Asher, 55, calls his new position a "dream job." "The opportunity to do national investigative journalism is unusual," he says. "This doesn't happen often, and to be part of it is very exciting."
"Jim is really a top-flight journalist [and] a great investigative reporter," says Baltimore Sun Editor William K. Marimow, who also worked with Asher at Knight Ridder's Philadelphia Inquirer.
Former Inquirer Executive Editor Gene Roberts describes Asher as "amazingly persistent" and "a great source-maker" and praises his ability to coordinate a team. "He has a nice touch with people," Roberts says. "He has a sense of how to organize for a story."
Bureau Chief John Walcott says Asher's first job will be to assemble the rest of the four-member team. At AJR's press time, the bureau had hired Detroit Free Press Deputy Metro Editor Alison Young.
"The mandate is broad--the only directive I have to do is terrific journalism," Asher says.
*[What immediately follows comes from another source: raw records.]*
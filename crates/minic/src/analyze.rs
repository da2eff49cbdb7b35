//! Semantic analysis: a single top-down walk over the AST that maintains a
//! stack of scoped symbol tables.
//!
//! The pass mutates no AST node. Undeclared identifiers, duplicate
//! declarations in the same scope, bad calls, and a missing `main` are hard
//! errors; type mismatches produce warnings and execution proceeds. Types are
//! tracked on the `char < int < float < double` lattice, with binary
//! operations promoting to the larger operand type.

use ahash::AHashMap;
use strum::Display;

use crate::{
    ast::{AssignTarget, Expr, ExprLoc, Program, Stmt, StmtLoc, TypeName, UnaryOp},
    error::{CodeLoc, Exception, RunResult, TypeWarning},
    modules,
};

/// Analyzer-side numeric type, ordered by promotion rank.
#[derive(Debug, Clone, Copy, PartialEq, Eq, PartialOrd, Ord, Display)]
#[strum(serialize_all = "lowercase")]
pub(crate) enum CType {
    Char,
    Int,
    Float,
    Double,
}

impl CType {
    /// Maps a declared type to its lattice entry; `void` has no rank.
    fn of(type_name: TypeName) -> Option<Self> {
        match type_name {
            TypeName::Char => Some(Self::Char),
            TypeName::Int => Some(Self::Int),
            TypeName::Float => Some(Self::Float),
            TypeName::Double => Some(Self::Double),
            TypeName::Void => None,
        }
    }
}

/// What a declared variable holds.
#[derive(Debug, Clone)]
enum VarKind {
    Scalar(TypeName),
    Struct(String),
}

#[derive(Debug, Clone)]
enum Symbol {
    Var(VarKind),
    Function {
        return_type: TypeName,
        /// `None` for variadic/unchecked built-ins: arity and parameter
        /// types bypass checking.
        params: Option<Vec<TypeName>>,
    },
    StructType(AHashMap<String, VarKind>),
}

struct ScopedSymbolTable {
    #[expect(dead_code, reason = "scope names appear in debug dumps of the table stack")]
    scope_name: String,
    symbols: AHashMap<String, Symbol>,
}

/// Runs the analyzer over a parsed program.
///
/// # Errors
/// Returns the first `SemanticError`. On success, yields the collected
/// non-fatal type warnings in source order.
pub(crate) fn analyze(program: &Program) -> RunResult<Vec<TypeWarning>> {
    let mut analyzer = SemanticAnalyzer {
        scopes: vec![],
        warnings: vec![],
    };
    analyzer.visit_program(program)?;
    Ok(analyzer.warnings)
}

struct SemanticAnalyzer {
    scopes: Vec<ScopedSymbolTable>,
    warnings: Vec<TypeWarning>,
}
Henderson, 32, also was interested in joining the investigative team. Then he learned the bureau needed a legal affairs correspondent. "I had always wanted to cover the Supreme Court and Washington," he says.
"It was a perfect fit," says Knight Ridder Washington Editor Clark Hoyt. "Anybody who has ever worked with Steve can attest to his intellect, his reporting and writing talent, his energy and spirit."
Sun Editorial Page Editor Dianne Donovan says she's sorry to lose Henderson, who wrote a number of editorials on gun control and the problem of violent crime in the city.
In addition to forming the investigative team, the prospect of a war with Iraq prompted Walcott to look up his friend Joseph Galloway and ask him to join the bureau as a consultant to help with war coverage. "Joe brings with him unparalleled access to the American military," Walcott says. "I don't think there is any other reporter who has the kind of access that Joe has."
Galloway developed those contacts through more than 40 years of war reporting, including two-and-a-half years in Vietnam for UPI. He later wrote a feature for U.S. News & World Report about his experience at the battle of Ia Drang that grew into the 1992 book "We Were Soldiers Once...and Young"--cowritten with retired Lt. Gen. Harold G. Moore--which in 2002 was adapted into a Mel Gibson movie. He also led U.S. News' coverage of the Persian Gulf War.
Says Walcott, who worked with Galloway at U.S. News, "He's the closest thing to Ernie Pyle that any of us [are] likely to meet."
Galloway is assisting with writing, editing, developing story ideas and making contacts. And he has prepared a primer for reporters slated to go to the war zone.
But he doesn't plan on going to the front himself. "I'm too old to go to war," he says. "It's a young person's game. I'm 61 years old."